What the exercise asks: Copy out all lines bearing the word "UnitDefeated" from the listing below.

Supplied records:
——

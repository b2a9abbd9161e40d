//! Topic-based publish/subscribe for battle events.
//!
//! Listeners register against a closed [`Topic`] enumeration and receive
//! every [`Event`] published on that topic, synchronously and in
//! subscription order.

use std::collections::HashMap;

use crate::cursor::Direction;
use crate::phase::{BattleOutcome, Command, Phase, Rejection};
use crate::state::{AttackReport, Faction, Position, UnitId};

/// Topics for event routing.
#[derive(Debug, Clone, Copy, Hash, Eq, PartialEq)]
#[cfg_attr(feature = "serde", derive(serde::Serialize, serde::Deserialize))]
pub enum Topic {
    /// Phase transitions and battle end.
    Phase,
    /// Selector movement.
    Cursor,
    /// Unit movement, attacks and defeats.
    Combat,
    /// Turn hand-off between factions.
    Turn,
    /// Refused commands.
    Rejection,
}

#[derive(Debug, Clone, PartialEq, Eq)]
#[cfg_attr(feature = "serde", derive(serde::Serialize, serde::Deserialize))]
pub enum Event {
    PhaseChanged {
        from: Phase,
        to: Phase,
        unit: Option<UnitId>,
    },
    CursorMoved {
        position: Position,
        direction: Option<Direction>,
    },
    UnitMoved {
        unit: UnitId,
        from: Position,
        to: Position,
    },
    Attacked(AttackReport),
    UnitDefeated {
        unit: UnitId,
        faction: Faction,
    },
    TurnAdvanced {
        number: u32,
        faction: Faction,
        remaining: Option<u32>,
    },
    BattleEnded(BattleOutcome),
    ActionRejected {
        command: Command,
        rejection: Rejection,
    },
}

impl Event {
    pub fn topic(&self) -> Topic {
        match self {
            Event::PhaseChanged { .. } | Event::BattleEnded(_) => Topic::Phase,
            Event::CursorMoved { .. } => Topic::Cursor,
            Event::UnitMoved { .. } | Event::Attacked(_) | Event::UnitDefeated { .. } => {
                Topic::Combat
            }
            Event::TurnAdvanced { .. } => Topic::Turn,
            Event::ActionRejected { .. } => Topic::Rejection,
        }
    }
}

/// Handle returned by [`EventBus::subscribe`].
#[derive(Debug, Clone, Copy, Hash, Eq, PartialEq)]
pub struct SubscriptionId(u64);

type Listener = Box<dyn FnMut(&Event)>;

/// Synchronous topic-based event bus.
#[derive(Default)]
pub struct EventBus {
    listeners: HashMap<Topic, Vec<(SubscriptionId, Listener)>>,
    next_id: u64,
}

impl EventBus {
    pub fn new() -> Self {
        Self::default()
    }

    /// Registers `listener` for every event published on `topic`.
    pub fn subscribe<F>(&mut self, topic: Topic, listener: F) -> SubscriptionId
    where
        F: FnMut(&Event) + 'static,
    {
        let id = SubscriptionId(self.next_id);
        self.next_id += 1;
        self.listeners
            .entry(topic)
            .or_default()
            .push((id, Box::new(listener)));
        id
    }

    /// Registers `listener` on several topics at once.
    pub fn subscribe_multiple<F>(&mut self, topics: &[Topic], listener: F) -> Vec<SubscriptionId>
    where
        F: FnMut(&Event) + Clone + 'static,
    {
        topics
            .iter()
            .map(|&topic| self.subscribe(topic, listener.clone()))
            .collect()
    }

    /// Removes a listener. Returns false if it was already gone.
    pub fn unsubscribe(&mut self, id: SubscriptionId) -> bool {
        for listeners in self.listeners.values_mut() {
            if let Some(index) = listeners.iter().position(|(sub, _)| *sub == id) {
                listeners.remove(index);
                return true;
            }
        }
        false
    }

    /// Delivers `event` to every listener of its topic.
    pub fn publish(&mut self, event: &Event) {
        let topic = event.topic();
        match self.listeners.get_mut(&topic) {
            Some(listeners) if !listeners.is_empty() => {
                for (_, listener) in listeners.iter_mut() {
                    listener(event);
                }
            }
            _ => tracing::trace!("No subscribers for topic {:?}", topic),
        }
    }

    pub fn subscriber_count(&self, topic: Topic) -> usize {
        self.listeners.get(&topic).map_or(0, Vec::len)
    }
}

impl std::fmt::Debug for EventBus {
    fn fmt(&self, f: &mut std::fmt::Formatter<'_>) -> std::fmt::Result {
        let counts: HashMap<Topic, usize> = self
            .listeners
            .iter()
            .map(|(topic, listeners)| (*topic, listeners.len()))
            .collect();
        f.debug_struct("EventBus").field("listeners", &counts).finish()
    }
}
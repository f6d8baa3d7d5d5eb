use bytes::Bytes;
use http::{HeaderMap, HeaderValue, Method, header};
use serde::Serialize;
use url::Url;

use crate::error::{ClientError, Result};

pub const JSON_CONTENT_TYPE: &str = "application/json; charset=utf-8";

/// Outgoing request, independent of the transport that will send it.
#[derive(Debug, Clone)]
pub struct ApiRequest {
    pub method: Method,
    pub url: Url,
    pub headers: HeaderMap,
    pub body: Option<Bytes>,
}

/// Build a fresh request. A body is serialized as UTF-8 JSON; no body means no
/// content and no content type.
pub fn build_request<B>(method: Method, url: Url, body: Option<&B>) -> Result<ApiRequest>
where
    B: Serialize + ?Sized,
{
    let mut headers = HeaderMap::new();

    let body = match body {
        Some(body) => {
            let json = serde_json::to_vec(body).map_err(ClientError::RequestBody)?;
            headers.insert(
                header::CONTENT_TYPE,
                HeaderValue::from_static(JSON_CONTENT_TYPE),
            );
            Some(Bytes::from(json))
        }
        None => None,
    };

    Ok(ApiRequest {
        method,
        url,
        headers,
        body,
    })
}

——

Solution to the exercise:
    UnitDefeated {
            Event::UnitMoved { .. } | Event::Attacked(_) | Event::UnitDefeated { .. } => {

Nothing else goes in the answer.